Molecular origins of nonideality in surface properties of Surfactant-Ionic liquid mixed monolayers

Experimental surface pressure -area (pi-A) isotherms revealed partial miscibility between the cationic surfactant dioctadecyldimethylammonium bromide, DODAB, and the ionic liquid trihexyl(tetradecyl)phosphonium dicya-namide, [P6 6 6 14][N(CN)2]. To address the origins of this nonideal behavior, the interaction of 3:1 mixture of DODAB and [P6 6 6 14][N(CN)2] was studied at the water-vacuum interface at different pressure -area regimes using molecular dynamics simulations. At low pressure regime there is indication of the existence of surfactant -rich and IL-rich regions at the water surface.
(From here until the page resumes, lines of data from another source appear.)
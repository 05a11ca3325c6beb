//! Contact form types

use serde::{Deserialize, Serialize};
use serde_json::Value;

/// Submitted contact form. Every field is required but parsed leniently so a
/// missing or oddly typed field produces the form error rather than a
/// deserializer error.
#[derive(Debug, Clone, Default, Deserialize)]
pub struct ContactForm {
    pub name: Option<Value>,
    pub email: Option<Value>,
    pub message: Option<Value>,
}

/// A contact form with every field present and truthy
#[derive(Debug, Clone, PartialEq, Eq)]
pub struct ContactMessage {
    pub name: String,
    pub email: String,
    pub message: String,
}

impl ContactForm {
    /// Returns `None` if any field is missing or falsy (`""`, `0`, `false`,
    /// `null`). Whitespace and non-string values count as filled in.
    pub fn into_message(self) -> Option<ContactMessage> {
        fn required(field: Option<Value>) -> Option<String> {
            match field? {
                Value::Null | Value::Bool(false) => None,
                Value::String(value) if value.is_empty() => None,
                Value::Number(n) if n.as_f64() == Some(0.0) => None,
                Value::String(value) => Some(value),
                other => Some(other.to_string()),
            }
        }

        Some(ContactMessage {
            name: required(self.name)?,
            email: required(self.email)?,
            message: required(self.message)?,
        })
    }
}

/// Uniform response body for the contact backend
#[derive(Debug, Serialize, Deserialize)]
pub struct ContactResponse {
    pub success: bool,
    #[serde(skip_serializing_if = "Option::is_none")]
    pub message: Option<String>,
    #[serde(skip_serializing_if = "Option::is_none")]
    pub error: Option<String>,
}

impl ContactResponse {
    pub fn ok(message: impl Into<String>) -> Self {
        Self {
            success: true,
            message: Some(message.into()),
            error: None,
        }
    }

    pub fn error(error: impl Into<String>) -> Self {
        Self {
            success: false,
            message: None,
            error: Some(error.into()),
        }
    }
}
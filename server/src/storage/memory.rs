//! In-memory key-value store

use async_trait::async_trait;
use std::collections::HashMap;
use tokio::sync::RwLock;

use super::service::KeyValueStore;
use super::types::StorageError;

/// Key-value store that lives only as long as the process
#[derive(Debug, Default)]
pub struct MemoryStore {
    entries: RwLock<HashMap<String, String>>,
}

impl MemoryStore {
    pub fn new() -> Self {
        Self::default()
    }

    /// Number of keys currently stored
    pub async fn len(&self) -> usize {
        self.entries.read().await.len()
    }

    pub async fn is_empty(&self) -> bool {
        self.entries.read().await.is_empty()
    }
}

#[async_trait]
impl KeyValueStore for MemoryStore {
    async fn get(&self, key: &str) -> Result<Option<String>, StorageError> {
        Ok(self.entries.read().await.get(key).cloned())
    }

    async fn set(&self, key: &str, value: &str) -> Result<(), StorageError> {
        self.entries
            .write()
            .await
            .insert(key.to_string(), value.to_string());
        Ok(())
    }

    async fn remove(&self, key: &str) -> Result<(), StorageError> {
        self.entries.write().await.remove(key);
        Ok(())
    }
}
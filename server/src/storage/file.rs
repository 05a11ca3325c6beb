//! File-backed key-value store
//!
//! The whole namespace is one JSON object (`{"key": "value", ...}`) on disk.
//! Every write is a read-modify-write of that file, serialized through an
//! in-process lock. Writes from another process are not coordinated.

use async_trait::async_trait;
use std::collections::HashMap;
use std::io::ErrorKind;
use std::path::{Path, PathBuf};
use tokio::sync::Mutex;
use tracing::{debug, warn};

use super::service::KeyValueStore;
use super::types::StorageError;

type Namespace = HashMap<String, String>;

/// Key-value store persisted to a single JSON file
pub struct FileStore {
    path: PathBuf,
    write_lock: Mutex<()>,
}

impl FileStore {
    /// Create a store backed by `path`. The file is created on first write.
    pub fn new(path: impl Into<PathBuf>) -> Self {
        Self {
            path: path.into(),
            write_lock: Mutex::new(()),
        }
    }

    pub fn path(&self) -> &Path {
        &self.path
    }

    async fn read_namespace(&self) -> Result<Namespace, StorageError> {
        let contents = match tokio::fs::read_to_string(&self.path).await {
            Ok(contents) => contents,
            Err(e) if e.kind() == ErrorKind::NotFound => return Ok(Namespace::new()),
            Err(e) => return Err(StorageError::Io(e)),
        };

        if contents.trim().is_empty() {
            return Ok(Namespace::new());
        }

        serde_json::from_str(&contents)
            .map_err(|e| StorageError::Corrupt(format!("{}: {}", self.path.display(), e)))
    }

    /// Read the namespace for modification. A corrupt file is replaced rather
    /// than blocking every future write.
    async fn read_for_update(&self) -> Result<Namespace, StorageError> {
        match self.read_namespace().await {
            Err(StorageError::Corrupt(reason)) => {
                warn!("Discarding corrupt storage file: {}", reason);
                Ok(Namespace::new())
            }
            other => other,
        }
    }

    async fn write_namespace(&self, namespace: &Namespace) -> Result<(), StorageError> {
        if let Some(parent) = self.path.parent()
            && !parent.as_os_str().is_empty()
        {
            tokio::fs::create_dir_all(parent).await?;
        }

        let contents = serde_json::to_string_pretty(namespace)
            .map_err(|e| StorageError::Unavailable(e.to_string()))?;

        // Write to a sibling file first so a crash never leaves half a namespace
        let tmp_path = self.path.with_extension("tmp");
        tokio::fs::write(&tmp_path, contents).await?;
        tokio::fs::rename(&tmp_path, &self.path).await?;

        debug!(
            "Wrote {} keys to storage file {:?}",
            namespace.len(),
            self.path
        );
        Ok(())
    }
}

#[async_trait]
impl KeyValueStore for FileStore {
    async fn get(&self, key: &str) -> Result<Option<String>, StorageError> {
        let namespace = self.read_namespace().await?;
        Ok(namespace.get(key).cloned())
    }

    async fn set(&self, key: &str, value: &str) -> Result<(), StorageError> {
        let _guard = self.write_lock.lock().await;
        let mut namespace = self.read_for_update().await?;
        namespace.insert(key.to_string(), value.to_string());
        self.write_namespace(&namespace).await
    }

    async fn remove(&self, key: &str) -> Result<(), StorageError> {
        let _guard = self.write_lock.lock().await;
        let mut namespace = self.read_for_update().await?;
        if namespace.remove(key).is_none() {
            return Ok(());
        }
        self.write_namespace(&namespace).await
    }
}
Further compression results in increment of the vertical distance between cation headgroups and a mismatch between tilt angles of the octadecyl chains of [DODA]+ and [P6 6 6 14]+. The cohesion forces between neighboring hydrocarbon chains of the surfactant displaces the ionic liquid out from the contact with water surface, inducing phase separation. On the other hand, the anion exchange between the bulk water subphase and the interface with vacuum closely follows the ideal behavior, indicating no preferential interaction of bromide or dicyanamide anions with cation headgroups. Also, the surface tensions of the pure and mixed-composition monolayers were successfully evaluated from the density profiles by a group contribution method.